To determine if a particular value is a root of an equation, mathematicians often employ the substitution method. This is a powerful tool for testing whether a specific value satisfies the equation or not. Here's how it works in simple terms:

1. **Identify the Variable:** Start by identifying the variable in the equation. In our exercise, this variable is \(x\).
2. **Substitute the Value:** Replace the variable with the given value. In our example, we substitute \(x = 10\) into the equation \(12x - 8 = 112\).
3. **Simplify the Equation:** Perform arithmetic operations to simplify the equation after substitution. By substituting \(10\) for \(x\), the equation becomes \(12(10) - 8\).
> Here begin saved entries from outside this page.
use std::path::PathBuf;
use std::sync::Arc;

use anyhow::{Context, Result};
use clap::Parser;
use serde_json::json;
use tokio::io::{AsyncBufReadExt, BufReader};
use tracing_subscriber::{EnvFilter, FmtSubscriber};

use voxnote::list::{InMemoryNoteStore, ListAction, ListExecutor, NoteId};
use voxnote::reminder::{FavoriteCatalog, ReminderIntentParser};
use voxnote::routing::{
    AdaptiveRouter, HintDetector, NoteContext, RouteDecision, RouterConfig, VoiceCommandRouter,
    VoiceHeuristicsConfig, VoiceSegment,
};
use voxnote::telemetry::TelemetryRecorder;

/// Reads utterances from stdin and prints how each one would be routed.
#[derive(Debug, Parser)]
#[command(name = "voxnote", version)]
struct Args {
    /// JSON file with adaptive router weights.
    #[arg(long)]
    config: Option<PathBuf>,

    /// JSON file with favorite places.
    #[arg(long)]
    favorites: Option<PathBuf>,

    /// The current note is a checklist.
    #[arg(long)]
    list_mode: bool,

    #[arg(long, default_value_t = 0)]
    pending_jobs: u32,

    /// Recognizer confidence attached to every segment.
    #[arg(long)]
    confidence: Option<f32>,

    /// Route everything as a plain note.
    #[arg(long)]
    disable_commands: bool,
}

#[tokio::main]
async fn main() -> Result<()> {
    let subscriber = FmtSubscriber::builder()
        .with_env_filter(EnvFilter::from_default_env())
        .with_writer(std::io::stderr)
        .finish();
    tracing::subscriber::set_global_default(subscriber).context("setting default subscriber failed")?;

    let args = Args::parse();

    let heuristics = match &args.config {
        Some(path) => VoiceHeuristicsConfig::from_json_file(path)
            .with_context(|| format!("loading {}", path.display()))?,
        None => VoiceHeuristicsConfig::default(),
    };
    let favorites: FavoriteCatalog = match &args.favorites {
        Some(path) => {
            let raw = tokio::fs::read_to_string(path)
                .await
                .with_context(|| format!("reading {}", path.display()))?;
            serde_json::from_str(&raw).with_context(|| format!("parsing {}", path.display()))?
        }
        None => FavoriteCatalog::default(),
    };
    tracing::info!(favorites = favorites.len(), "favorites loaded");

    let recorder = Arc::new(TelemetryRecorder::new());
    let router = VoiceCommandRouter::new(
        RouterConfig {
            voice_commands_enabled: !args.disable_commands,
        },
        ReminderIntentParser::with_favorites(Arc::new(favorites)),
    )
    .with_observer(recorder.clone());
    let detector = HintDetector::new(router.clone());
    let adaptive = AdaptiveRouter::new(heuristics).with_observer(recorder.clone());
    let store = Arc::new(InMemoryNoteStore::new());
    let executor = ListExecutor::new(store).with_observer(recorder.clone());

    let mut current_note: Option<NoteId> = None;
    let mut list_mode = args.list_mode;

    tracing::info!("voxnote ready, one utterance per line");
    let mut lines = BufReader::new(tokio::io::stdin()).lines();
    while let Some(line) = lines.next_line().await? {
        let text = line.trim();
        if text.is_empty() {
            continue;
        }

        let hint = detector.detect(text, list_mode);
        let segment = VoiceSegment::from_text(text, args.confidence);
        let context = NoteContext {
            is_list_mode: list_mode,
            pending_jobs: args.pending_jobs,
            segment_duration_ms: None,
        };
        let decision = adaptive.decide(&segment, Some(&hint), &context);
        let route = router.route(text, list_mode);

        let execution = match &route {
            RouteDecision::List(command) => {
                let result = executor.execute(current_note, command).await;
                if let Some(id) = result.note_id() {
                    current_note = Some(id);
                    list_mode = command.action != ListAction::ConvertToText;
                }
                Some(result)
            }
            _ => None,
        };

        let out = json!({
            "route": route,
            "hint": hint,
            "adaptive": decision,
            "execution": execution,
        });
        println!("{}", serde_json::to_string(&out)?);
    }

    let snapshot = recorder.snapshot();
    tracing::info!(
        routes = snapshot.route_stats.total,
        forced = snapshot.mode_stats.forced,
        executions = snapshot.execution_stats.success
            + snapshot.execution_stats.incomplete
            + snapshot.execution_stats.failure,
        "session done"
    );
    println!("{}", serde_json::to_string(&json!({ "telemetry": snapshot }))?);
    Ok(())
}
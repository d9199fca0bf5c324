//! French word classification used by the list and reminder grammars.
//!
//! The lexicon is a closed-set-plus-heuristic classifier, not a morphological
//! analyzer. Callers depend on the [`Classification`] trait so the dictionary
//! backed [`FrenchLexicon`] can be swapped for a real tagger.

pub mod adjectives;
pub mod numbers;

use std::collections::HashSet;
use std::sync::Arc;

use once_cell::sync::Lazy;

pub use numbers::{parse_number_words, NUMBER_WORD_PATTERN};

/// Characters stripped from both ends of a word by [`normalize`].
const TRIM_CHARS: &[char] = &[
    ' ', ',', ';', '.', '?', '!', ':', '"', '\'', '«', '»', '(', ')', '[', ']', '{', '}', '/', '\\',
    '-', '_',
];

/// Word classes the splitter and command parser need.
pub trait Classification: Send + Sync {
    fn is_determiner(&self, normalized: &str) -> bool;
    fn is_likely_adj(&self, normalized: &str) -> bool;
    fn is_likely_noun(&self, normalized: &str) -> bool;
}

/// Pure function: casefold, strip diacritics and trim surrounding punctuation.
///
/// `normalize(normalize(w)) == normalize(w)` for every input.
pub fn normalize(word: &str) -> String {
    if word.is_empty() {
        return String::new();
    }
    let lowered = word.replace('’', "'").to_lowercase();
    let folded = fold_diacritics(&lowered);
    folded.trim_matches(TRIM_CHARS).to_string()
}

/// Pure function: replace accented Latin letters with their base letter and
/// drop combining marks. Characters outside the table pass through.
pub fn fold_diacritics(text: &str) -> String {
    let mut out = String::with_capacity(text.len());
    for c in text.chars() {
        match c {
            'à' | 'á' | 'â' | 'ã' | 'ä' | 'å' => out.push('a'),
            'À' | 'Á' | 'Â' | 'Ã' | 'Ä' | 'Å' => out.push('A'),
            'ç' => out.push('c'),
            'Ç' => out.push('C'),
            'è' | 'é' | 'ê' | 'ë' => out.push('e'),
            'È' | 'É' | 'Ê' | 'Ë' => out.push('E'),
            'ì' | 'í' | 'î' | 'ï' => out.push('i'),
            'Ì' | 'Í' | 'Î' | 'Ï' => out.push('I'),
            'ñ' => out.push('n'),
            'Ñ' => out.push('N'),
            'ò' | 'ó' | 'ô' | 'õ' | 'ö' => out.push('o'),
            'Ò' | 'Ó' | 'Ô' | 'Õ' | 'Ö' => out.push('O'),
            'ù' | 'ú' | 'û' | 'ü' => out.push('u'),
            'Ù' | 'Ú' | 'Û' | 'Ü' => out.push('U'),
            'ý' | 'ÿ' => out.push('y'),
            'Ý' | 'Ÿ' => out.push('Y'),
            'æ' => out.push_str("ae"),
            'Æ' => out.push_str("AE"),
            'œ' => out.push_str("oe"),
            'Œ' => out.push_str("OE"),
            'ß' => out.push_str("ss"),
            '\u{0300}'..='\u{036F}' => {}
            other => out.push(other),
        }
    }
    out
}

/// Pure function: lowercase, fold and collapse a whole phrase into a
/// comparison key (letters, digits and apostrophes only).
pub fn normalize_for_key(text: &str) -> String {
    let folded = fold_diacritics(&text.replace('’', "'").to_lowercase());
    let spaced: String = folded
        .chars()
        .map(|c| if c.is_alphanumeric() || c == '\'' { c } else { ' ' })
        .collect();
    spaced.split_whitespace().collect::<Vec<_>>().join(" ")
}

fn normalized_set(entries: &[&str]) -> HashSet<String> {
    entries
        .iter()
        .map(|e| normalize(e))
        .filter(|e| !e.is_empty())
        .collect()
}

static SHARED: Lazy<Arc<FrenchLexicon>> = Lazy::new(|| Arc::new(FrenchLexicon::new()));

/// Dictionary-backed French classifier.
#[derive(Debug, Clone)]
pub struct FrenchLexicon {
    determiners: HashSet<String>,
    prepositions: HashSet<String>,
    conjunctions: HashSet<String>,
    stopwords: HashSet<String>,
    adjectives: HashSet<String>,
    nouns: HashSet<String>,
}

impl FrenchLexicon {
    pub fn new() -> Self {
        Self {
            determiners: normalized_set(&[
                "le", "la", "les", "l", "un", "une", "des", "du", "de", "d", "quelques",
                "plusieurs", "ce", "cet", "cette", "ces", "mon", "ma", "mes", "ton", "ta", "tes",
                "son", "sa", "ses", "notre", "nos", "votre", "vos", "leur", "leurs", "aucun",
                "aucune", "chaque", "tout", "toute", "tous", "toutes", "quel", "quelle",
                "quelque",
            ]),
            prepositions: normalized_set(&[
                "avec", "chez", "sans", "sous", "sur", "pour", "par", "dans", "vers", "entre",
                "contre", "après", "avant", "pendant", "depuis", "selon", "malgré", "jusque",
                "près", "loin", "parmi",
            ]),
            conjunctions: normalized_set(&["et", "ou", "mais", "donc", "or", "ni", "car"]),
            stopwords: normalized_set(&[
                "plus", "moins", "très", "bien", "assez", "beaucoup", "encore", "aussi", "comme",
                "ainsi", "presque", "juste", "seulement",
            ]),
            adjectives: adjectives::build_adjective_set(),
            nouns: normalized_set(&[
                "pomme", "pommes", "tomate", "tomates", "carotte", "carottes", "oignon",
                "oignons", "poireau", "poireaux", "courgette", "courgettes", "banane", "bananes",
                "poivron", "poivrons", "concombre", "concombres", "patate", "patates", "pâtes",
                "pâte", "riz", "yaourt", "yaourts", "fromage", "lait", "beurre", "oeuf", "oeufs",
                "pain", "baguette", "biscuit", "biscuits", "gâteau", "gâteaux", "farine", "sel",
                "poivre", "huile", "vinaigre", "eau", "jus", "café", "thé", "soupe", "légume",
                "légumes", "fruit", "fruits", "viande", "steak", "poulet", "dinde", "jambon",
                "saucisse", "poisson", "crevette", "crevettes", "moule", "moules", "salade",
                "salades", "avocat", "avocats", "champignon", "champignons", "lardon", "lardons",
                "sauce", "sauces", "céréale", "céréales", "barre", "barres", "ail", "échalote",
                "échalotes", "compote", "compotes", "lessive", "savon", "dentifrice",
                "shampoing", "papier", "essuie", "torchon", "torchons", "éponge", "éponges",
            ]),
        }
    }

    /// Process-wide lexicon, built on first use.
    pub fn shared() -> Arc<FrenchLexicon> {
        Arc::clone(&SHARED)
    }

    pub fn is_preposition(&self, normalized: &str) -> bool {
        self.prepositions.contains(normalized)
    }

    pub fn is_conjunction(&self, normalized: &str) -> bool {
        self.conjunctions.contains(normalized)
    }

    pub fn is_stopword(&self, normalized: &str) -> bool {
        self.stopwords.contains(normalized)
    }
}

impl Default for FrenchLexicon {
    fn default() -> Self {
        Self::new()
    }
}

impl Classification for FrenchLexicon {
    fn is_determiner(&self, normalized: &str) -> bool {
        !normalized.is_empty() && self.determiners.contains(normalized)
    }

    fn is_likely_adj(&self, normalized: &str) -> bool {
        !normalized.is_empty() && self.adjectives.contains(normalized)
    }

    /// Closed sets first, then the noun whitelist, then the open-class
    /// fallback: three letters or more, or a plural/feminine ending.
    fn is_likely_noun(&self, normalized: &str) -> bool {
        if normalized.is_empty() {
            return false;
        }
        if self.determiners.contains(normalized)
            || self.prepositions.contains(normalized)
            || self.conjunctions.contains(normalized)
            || self.stopwords.contains(normalized)
            || self.adjectives.contains(normalized)
        {
            return false;
        }
        if self.nouns.contains(normalized) {
            return true;
        }
        if normalized.chars().all(|c| c.is_ascii_digit()) {
            return false;
        }
        if normalized.chars().filter(|c| c.is_alphabetic()).count() >= 3 {
            return true;
        }
        matches!(normalized.chars().last(), Some('s' | 'x' | 'e'))
    }
}

#[cfg(test)]
mod tests {
    use super::*;

    #[test]
    fn folds_ligatures_and_marks() {
        assert_eq!(fold_diacritics("œuf"), "oeuf");
        assert_eq!(fold_diacritics("e\u{0301}te\u{0301}"), "ete");
    }

    #[test]
    fn key_collapses_punctuation() {
        assert_eq!(normalize_for_key("  Lait,  demi-écrémé! "), "lait demi ecreme");
    }
}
By simplifying, you get \(120 - 8 = 112\).

Using the substitution method helps verify if plugging in a certain value yields true results on both sides of the equation. It's like testing if a key fits into a lock!

Basic algebra involves performing various operations to manipulate and solve equations. It's the foundation that allows us to work with unknowns like \(x\) and solve problems efficiently. Let's break down these fundamental operations:

1. **Operations:** The four fundamental operations — addition, subtraction, multiplication, and division — are crucial in algebra. In our example:

• We multiply \(12\) by \(10\) resulting in \(120\).
• Then, we subtract \(8\) which simplifies the expression to \(112\).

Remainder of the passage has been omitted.